(Saved data entries)
######

use imgui_wgpu::RendererConfig;
use wgpu::{CommandEncoder, TextureView};

pub struct ImguiRendererState {
    renderer: imgui_wgpu::Renderer,
}

impl ImguiRendererState {
    /// Draws the control panel on top of the finished scene.
    pub fn render(
        &mut self,
        view: &TextureView,
        context: &mut imgui::Context,
        device: &wgpu::Device,
        queue: &wgpu::Queue,
        encoder: &mut CommandEncoder,
    ) {
        let mut render_pass = encoder.begin_render_pass(&wgpu::RenderPassDescriptor {
            label: Some("Imgui render pass"),
            color_attachments: &[Some(wgpu::RenderPassColorAttachment {
                view,
                resolve_target: None,
                ops: wgpu::Operations {
                    load: wgpu::LoadOp::Load,
                    store: wgpu::StoreOp::Store,
                },
            })],
            depth_stencil_attachment: None,
            timestamp_writes: None,
            occlusion_query_set: None,
        });

        let draw_data = context.render();

        // imgui-rs crashes on empty draw data: https://github.com/imgui-rs/imgui-rs/issues/325
        if draw_data.draw_lists_count() == 0 {
            return;
        }

        if let Err(e) = self
            .renderer
            .render(draw_data, queue, device, &mut render_pass)
        {
            log::error!("Rendering imgui failed: {:?}", e);
        }
    }
}

pub fn create_imgui_renderer(
    device: &wgpu::Device,
    queue: &wgpu::Queue,
    texture_format: wgpu::TextureFormat,
    context: &mut imgui::Context,
) -> ImguiRendererState {
    let renderer_config = RendererConfig {
        texture_format,
        ..Default::default()
    };

    let imgui_renderer = imgui_wgpu::Renderer::new(context, device, queue, renderer_config);

    ImguiRendererState {
        renderer: imgui_renderer,
    }
}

######

## Instructions to follow
Please work out how many lines in the records hold the string "ImguiRendererState", and give only the number.

## Task answer
4